The aim of this study is to investigate the efficiency of the NILV in expressing the transgene in transduced cells.
The expression of the transgene was driven by the spleen focus-forming virus (SFFV).
Integrase-proficient SFFV-GFP (wild-type) and NILV-SFFV-GFP were produced and the viral titres were determined by qRT-PCR. U937 cells were transduced with both NILVs and their wild type counterparts at multiplicity of infection (MOI) 5 and 10. GFP expression was determined by fluorescence microscopy and FACS analysis.
Based on qRT-PCR analysis, the NILV-GFP titres obtained were lower than the wild-type virus (62-fold reduction). NILV transduced target cells with at least 50% lower efficiency than wild-type virus. Although GFP expressing cells significantly reduced over time as the NILV-transduced cells proliferated, the expression was sustained albeit at a continuously decreasing level, for about 11 days.
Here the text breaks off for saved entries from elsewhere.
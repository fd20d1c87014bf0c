//! Upload flow controller.
//!
//! A [`Viewer`] owns the page state: which file is being read, the rows of the
//! last successful upload, and the toasts raised along the way. Selecting a
//! file clears the previous data and moves to [`ViewState::Loading`]; handing
//! the file content to [`Viewer::finish_read`] parses it and settles on either
//! [`ViewState::Loaded`] or back on [`ViewState::Idle`] with an error toast.

use crate::detect::has_accepted_extension;
use crate::error::{Error, Result};
use crate::model::{ParseResult, Record};
use crate::options::ReadOptions;
use std::io;
use std::path::Path;

/// Title of the toast raised after a successful upload.
pub const LOADED_TITLE: &str = "File loaded successfully";

/// Title of the toast raised when an upload fails.
pub const ERROR_TITLE: &str = "Error reading file";

/// Description used when the content is not a readable workbook.
pub const PARSE_FAILURE_DESCRIPTION: &str = "Please ensure your file is a valid Excel file";

/// Description used when the file content could not be read.
pub const READ_FAILURE_DESCRIPTION: &str = "Failed to read the file";

/// Visual style of a toast.
#[derive(Debug, Clone, Copy, Default, PartialEq, Eq, serde::Serialize)]
#[serde(rename_all = "lowercase")]
pub enum ToastVariant {
    #[default]
    Default,
    Destructive,
}

/// A transient notification.
#[derive(Debug, Clone, PartialEq, Eq, serde::Serialize)]
pub struct Toast {
    pub title: String,
    pub description: String,
    pub variant: ToastVariant,
}

impl Toast {
    /// Success toast for `rows` loaded rows.
    pub fn loaded(rows: usize) -> Self {
        Self {
            title: LOADED_TITLE.to_string(),
            description: format!("Loaded {} rows of data", rows),
            variant: ToastVariant::Default,
        }
    }

    /// Error toast for content that did not parse as a workbook.
    pub fn parse_failure() -> Self {
        Self {
            title: ERROR_TITLE.to_string(),
            description: PARSE_FAILURE_DESCRIPTION.to_string(),
            variant: ToastVariant::Destructive,
        }
    }

    /// Error toast for a file that could not be read.
    pub fn read_failure() -> Self {
        Self {
            title: ERROR_TITLE.to_string(),
            description: READ_FAILURE_DESCRIPTION.to_string(),
            variant: ToastVariant::Destructive,
        }
    }

    /// Check whether this toast reports a failure.
    pub fn is_destructive(&self) -> bool {
        self.variant == ToastVariant::Destructive
    }
}

/// Page state.
#[derive(Debug, Clone, Default)]
pub enum ViewState {
    /// Nothing loaded (initial state, or after a failed upload)
    #[default]
    Idle,
    /// A file was selected and its content is being read
    Loading { file_name: String },
    /// The first sheet of the last upload; may hold zero rows
    Loaded(ParseResult),
}

/// Upload flow controller.
#[derive(Debug, Default)]
pub struct Viewer {
    state: ViewState,
    toasts: Vec<Toast>,
    options: ReadOptions,
    last_error: Option<Error>,
}

impl Viewer {
    /// Create an idle viewer with default read options.
    pub fn new() -> Self {
        Self::default()
    }

    /// Create an idle viewer with the given read options.
    pub fn with_options(options: ReadOptions) -> Self {
        Self {
            options,
            ..Self::default()
        }
    }

    /// Start an upload: clear the shown data and enter the loading state.
    pub fn select_file(&mut self, file_name: impl Into<String>) {
        let file_name = file_name.into();
        if !has_accepted_extension(&file_name) {
            log::debug!("{} is outside the picker filter, reading anyway", file_name);
        }
        self.last_error = None;
        self.state = ViewState::Loading { file_name };
    }

    /// Complete the upload started by [`select_file`](Self::select_file).
    ///
    /// A read error or a parse error leaves the viewer idle with a
    /// destructive toast; the error itself is kept in
    /// [`last_error`](Self::last_error). Fails only when no upload is in
    /// progress.
    pub fn finish_read(&mut self, content: io::Result<Vec<u8>>) -> Result<()> {
        let file_name = match &self.state {
            ViewState::Loading { file_name } => file_name.clone(),
            ViewState::Idle => {
                return Err(Error::InvalidState("no upload in progress".to_string()))
            }
            ViewState::Loaded(_) => {
                return Err(Error::InvalidState("upload already finished".to_string()))
            }
        };

        let data = match content {
            Ok(data) => data,
            Err(e) => {
                log::warn!("failed to read {}: {}", file_name, e);
                self.fail(Toast::read_failure(), Error::Io(e));
                return Ok(());
            }
        };

        match crate::parse_bytes(data, &self.options) {
            Ok(result) => {
                log::debug!(
                    "{}: sheet {:?}, {} columns, {} rows",
                    file_name,
                    result.sheet_name,
                    result.headers.len(),
                    result.row_count()
                );
                // An empty sheet shows the placeholder without a toast
                if !result.is_empty() {
                    self.toasts.push(Toast::loaded(result.row_count()));
                }
                self.state = ViewState::Loaded(result);
            }
            Err(e) => {
                log::warn!("failed to parse {}: {}", file_name, e);
                self.fail(Toast::parse_failure(), e);
            }
        }

        Ok(())
    }

    fn fail(&mut self, toast: Toast, error: Error) {
        self.toasts.push(toast);
        self.last_error = Some(error);
        self.state = ViewState::Idle;
    }

    /// Upload a file from disk: select it, then read and parse it.
    pub fn upload_path(&mut self, path: impl AsRef<Path>) -> Result<()> {
        let path = path.as_ref();
        self.select_file(display_name(path));
        self.finish_read(std::fs::read(path))
    }

    /// Upload a file from disk, reading it with Tokio.
    #[cfg(feature = "async")]
    pub async fn upload_path_async(&mut self, path: impl AsRef<Path>) -> Result<()> {
        let path = path.as_ref();
        self.select_file(display_name(path));
        let content = tokio::fs::read(path).await;
        self.finish_read(content)
    }

    /// Upload in-memory file content.
    pub fn upload_bytes(&mut self, file_name: impl Into<String>, data: Vec<u8>) -> Result<()> {
        self.select_file(file_name);
        self.finish_read(Ok(data))
    }

    /// Current state.
    pub fn state(&self) -> &ViewState {
        &self.state
    }

    /// Check whether an upload is in progress.
    pub fn is_loading(&self) -> bool {
        matches!(self.state, ViewState::Loading { .. })
    }

    /// The loaded result, if any.
    pub fn result(&self) -> Option<&ParseResult> {
        match &self.state {
            ViewState::Loaded(result) => Some(result),
            _ => None,
        }
    }

    /// Column names of the loaded data (empty when nothing is loaded).
    pub fn headers(&self) -> &[String] {
        self.result().map(|r| r.headers.as_slice()).unwrap_or(&[])
    }

    /// Rows of the loaded data (empty when nothing is loaded).
    pub fn rows(&self) -> &[Record] {
        self.result().map(|r| r.rows.as_slice()).unwrap_or(&[])
    }

    /// Toasts raised so far, oldest first.
    pub fn toasts(&self) -> &[Toast] {
        &self.toasts
    }

    /// Remove and return the pending toasts.
    pub fn take_toasts(&mut self) -> Vec<Toast> {
        std::mem::take(&mut self.toasts)
    }

    /// The error behind the last failed upload.
    pub fn last_error(&self) -> Option<&Error> {
        self.last_error.as_ref()
    }
}

fn display_name(path: &Path) -> String {
    path.file_name()
        .map(|n| n.to_string_lossy().into_owned())
        .unwrap_or_else(|| path.display().to_string())
}

#[cfg(test)]
mod tests {
    use super::*;

    #[test]
    fn test_initial_state() {
        let viewer = Viewer::new();
        assert!(matches!(viewer.state(), ViewState::Idle));
        assert!(viewer.headers().is_empty());
        assert!(viewer.rows().is_empty());
        assert!(viewer.toasts().is_empty());
    }

    #[test]
    fn test_select_file_enters_loading() {
        let mut viewer = Viewer::new();
        viewer.select_file("campaigns.xlsx");
        assert!(viewer.is_loading());
        match viewer.state() {
            ViewState::Loading { file_name } => assert_eq!(file_name, "campaigns.xlsx"),
            other => panic!("unexpected state {:?}", other),
        }
    }

    #[test]
    fn test_finish_read_without_upload() {
        let mut viewer = Viewer::new();
        let result = viewer.finish_read(Ok(Vec::new()));
        assert!(matches!(result, Err(Error::InvalidState(_))));
    }

    #[test]
    fn test_read_failure_toast() {
        let mut viewer = Viewer::new();
        viewer.select_file("campaigns.xlsx");
        let err = io::Error::new(io::ErrorKind::PermissionDenied, "denied");
        viewer.finish_read(Err(err)).unwrap();

        assert!(matches!(viewer.state(), ViewState::Idle));
        assert_eq!(viewer.toasts(), &[Toast::read_failure()]);
        assert!(matches!(viewer.last_error(), Some(Error::Io(_))));
    }

    #[test]
    fn test_parse_failure_toast() {
        let mut viewer = Viewer::new();
        viewer
            .upload_bytes("notes.xlsx", b"just some text".to_vec())
            .unwrap();

        assert!(matches!(viewer.state(), ViewState::Idle));
        assert!(viewer.rows().is_empty());
        let toast = &viewer.toasts()[0];
        assert_eq!(toast.title, "Error reading file");
        assert_eq!(
            toast.description,
            "Please ensure your file is a valid Excel file"
        );
        assert!(toast.is_destructive());
    }

    #[test]
    fn test_missing_file_is_read_failure() {
        let mut viewer = Viewer::new();
        viewer.upload_path("no/such/file.xls").unwrap();
        assert_eq!(viewer.toasts(), &[Toast::read_failure()]);
    }

    #[test]
    fn test_loaded_toast_text() {
        let toast = Toast::loaded(2);
        assert_eq!(toast.title, "File loaded successfully");
        assert_eq!(toast.description, "Loaded 2 rows of data");
        assert!(!toast.is_destructive());
    }

    #[test]
    fn test_take_toasts() {
        let mut viewer = Viewer::new();
        viewer.upload_bytes("a.xls", vec![0; 4]).unwrap();
        assert_eq!(viewer.take_toasts().len(), 1);
        assert!(viewer.toasts().is_empty());
    }
}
These data confirmed that transgene expression in the NILV-transduced cells is transient in dividing cells, thus can be an alternative transgene expression for safer clinical applications.
promising system of gene delivery with various advantages over physical and chemical methods [2, 3]. Lentiviruses, a genus of retroviruses which include HIV, have been extensively analysed and used for clinical gene therapy applications [4, 5, 6, 7, 8]. Lentiviral vector constructs have proven to be very productive in terms of transduction due to their ability to infect both dividing and non-dividing cells, including stem cells [9].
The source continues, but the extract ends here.